The practical purpose of daily DevOps operations is to reduce lifecycle risk while improving delivery economics. In the energy and utilities context, the work follows the journey from “detect outage, usage, or asset condition” through meters, substations, gateways, and communication networks. The protected business boundary is billing, settlement, and regulatory datasets. The implementation anchor comes from the project’s recorded scope: Connected operational and customer-restoration indicators to on-call alerting. Apply capacity, recovery, and emergency change readiness to address the risk that incorrect estimation or duplicate readings alter customer bills; judge the result using event ingestion completeness and lag.
- 01Reviewed inputDetect outage, usage, or asset condition with weather, market, vendor, and regulatory interfaces
- 02Daily DevOps operationsExercise backup and recovery, govern access, certificates and patches, optimize cost, and fund reliability improvements
- 03Control pointCohort completeness and sequence validation
- 04EvidenceDaily health review, Prioritized work queue, Handover notes using AWS EKS, Amazon MSK, SQS
- 05Exit decisionUrgent service risk is owned before planned engineering work begins and the next shift receives current context. Confirm outage detection and restoration time.
- Break the step into owned work for “coordinate field, grid, or customer action”, streaming, validation, estimation, and aggregation services, grid and asset operational state, configuration, test data, and recovery. The design must explicitly account for regional connectivity loss creates uncontrolled backlog and replay.

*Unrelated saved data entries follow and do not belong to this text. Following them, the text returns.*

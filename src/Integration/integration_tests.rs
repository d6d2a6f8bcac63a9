#[cfg(test)]
mod tests {
    use crate::Integration::{
        IntegralProblem, IntegrationRule, closed_coefficients, integrate, integrate_composite,
        open_coefficients, solution,
    };
    use crate::error::NumericError;
    use crate::functions::real_fn;
    use crate::problem::SolveProblem;
    use crate::settings::SolverSettings;
    use approx::assert_abs_diff_eq;
    use std::f64::consts::PI;

    #[test]
    fn test_trapezoidal_reference() {
        let trace = integrate(&|x: f64| 1.0 - x * x, 0.0, 1.0, 4, IntegrationRule::Trapezoidal)
            .unwrap();
        assert_abs_diff_eq!(solution(&trace).unwrap(), 0.65625, epsilon = 1e-15);
        // 5 nodes, the panel summary, the result
        assert_eq!(trace.len(), 7);
        assert_eq!(trace.column("weight"), vec![1.0, 2.0, 2.0, 2.0, 1.0]);
        assert_eq!(trace.value("h"), Some(0.25));
        let summary = trace.record(6).unwrap();
        assert_eq!(summary.get("alpha"), Some(0.5));
        assert_abs_diff_eq!(summary.get("sum").unwrap(), 5.25, epsilon = 1e-15);
    }

    #[test]
    fn test_weights_sum_to_interval_count() {
        for n in 1..=10 {
            let (alpha, weights) = closed_coefficients(n).unwrap();
            assert_eq!(weights.len(), n + 1);
            assert_abs_diff_eq!(alpha * weights.iter().sum::<f64>(), n as f64, epsilon = 1e-12);
        }
        for n in 1..=6 {
            let (alpha, weights) = open_coefficients(n).unwrap();
            assert_eq!(weights.len(), n + 1);
            assert_abs_diff_eq!(
                alpha * weights.iter().sum::<f64>(),
                (n + 2) as f64,
                epsilon = 1e-12
            );
        }
    }

    #[test]
    fn test_closed_formulas_exact_for_polynomials() {
        for n in 1..=10 {
            let trace = integrate(
                &|x: f64| x.powi(n as i32),
                0.0,
                2.0,
                n,
                IntegrationRule::NewtonCotesClosed,
            )
            .unwrap();
            let exact = 2f64.powi(n as i32 + 1) / (n as f64 + 1.0);
            assert_abs_diff_eq!(solution(&trace).unwrap(), exact, epsilon = 1e-9);
        }
        // Simpson is exact for cubics
        let trace = integrate(&|x: f64| x.powi(3), 0.0, 2.0, 2, IntegrationRule::NewtonCotesClosed)
            .unwrap();
        assert_abs_diff_eq!(solution(&trace).unwrap(), 4.0, epsilon = 1e-14);
    }

    #[test]
    fn test_open_formulas_skip_endpoints() {
        for n in 1..=6 {
            let trace = integrate(
                &|x: f64| x.powi(n as i32),
                0.0,
                2.0,
                n,
                IntegrationRule::NewtonCotesOpen,
            )
            .unwrap();
            let exact = 2f64.powi(n as i32 + 1) / (n as f64 + 1.0);
            assert_abs_diff_eq!(solution(&trace).unwrap(), exact, epsilon = 1e-9);
            let xs = trace.column("x");
            assert!(xs.iter().all(|x| *x > 0.0 && *x < 2.0));
        }
        // ln(0) is never evaluated by an open formula
        let open = integrate(&f64::ln, 0.0, 1.0, 2, IntegrationRule::NewtonCotesOpen).unwrap();
        assert!(solution(&open).unwrap().is_finite());
        assert!(matches!(
            integrate(&f64::ln, 0.0, 1.0, 2, IntegrationRule::NewtonCotesClosed),
            Err(NumericError::DomainError(_))
        ));
    }

    #[test]
    fn test_composite_panels() {
        let single = integrate(&f64::sin, 0.0, PI, 2, IntegrationRule::NewtonCotesClosed).unwrap();
        let composite =
            integrate_composite(&f64::sin, 0.0, PI, 2, IntegrationRule::NewtonCotesClosed, 4)
                .unwrap();
        let exact = 2.0;
        let single_error = (solution(&single).unwrap() - exact).abs();
        let composite_error = (solution(&composite).unwrap() - exact).abs();
        assert!(composite_error < single_error);
        assert_abs_diff_eq!(solution(&composite).unwrap(), exact, epsilon = 5e-4);
        let panel_sum: f64 = composite.column("panel_integral").iter().sum();
        assert_abs_diff_eq!(panel_sum, solution(&composite).unwrap(), epsilon = 1e-15);
    }

    #[test]
    fn test_unsupported_orders() {
        assert_eq!(
            integrate(&f64::sin, 0.0, 1.0, 11, IntegrationRule::NewtonCotesClosed),
            Err(NumericError::UnsupportedOrder {
                family: "closed Newton-Cotes",
                order: 11
            })
        );
        assert_eq!(
            integrate(&f64::sin, 0.0, 1.0, 7, IntegrationRule::NewtonCotesOpen),
            Err(NumericError::UnsupportedOrder {
                family: "open Newton-Cotes",
                order: 7
            })
        );
        assert!(matches!(
            integrate(&f64::sin, 0.0, 1.0, 0, IntegrationRule::NewtonCotesClosed),
            Err(NumericError::UnsupportedOrder { order: 0, .. })
        ));
        assert!(matches!(
            integrate(&f64::sin, 0.0, 1.0, 0, IntegrationRule::Trapezoidal),
            Err(NumericError::InvalidInput(_))
        ));
        assert!(matches!(
            integrate_composite(&f64::sin, 0.0, 1.0, 2, IntegrationRule::Trapezoidal, 0),
            Err(NumericError::InvalidInput(_))
        ));
    }

    #[test]
    fn test_integral_problem() {
        let problem = IntegralProblem::new(
            real_fn(|x: f64| 1.0 - x * x),
            0.0,
            1.0,
            4,
            IntegrationRule::Trapezoidal,
        )
        .with_description("1 - x^2");
        let settings = SolverSettings::default();
        let trace = problem.solve(&settings).unwrap();
        assert_eq!(trace, problem.solve(&settings).unwrap());
        assert_abs_diff_eq!(solution(&trace).unwrap(), 0.65625, epsilon = 1e-15);
        assert_eq!(
            problem.title(),
            "integral of 1 - x^2 over [0, 1], trapezoidal n = 4"
        );
    }
}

- Use AWS EKS, Amazon MSK, SQS, AWS to exercise backup and recovery, govern access, certificates and patches, optimize cost, and fund reliability improvements. Project scope for this action: Connected operational and customer-restoration indicators to on-call alerting. Build cohort completeness and sequence validation into the implementation and review.
- Retain Daily health review, Prioritized work queue, Handover notes, the source revision, environment, reviewer, test result, and recovery action. Use settlement and regulatory deadline attainment to prove progress toward the expected outcome: validated regional recovery and message replay without duplicate customer updates.
- Daily health review
- Prioritized work queue
- Handover notes
Urgent service risk is owned before planned engineering work begins and the next shift receives current context.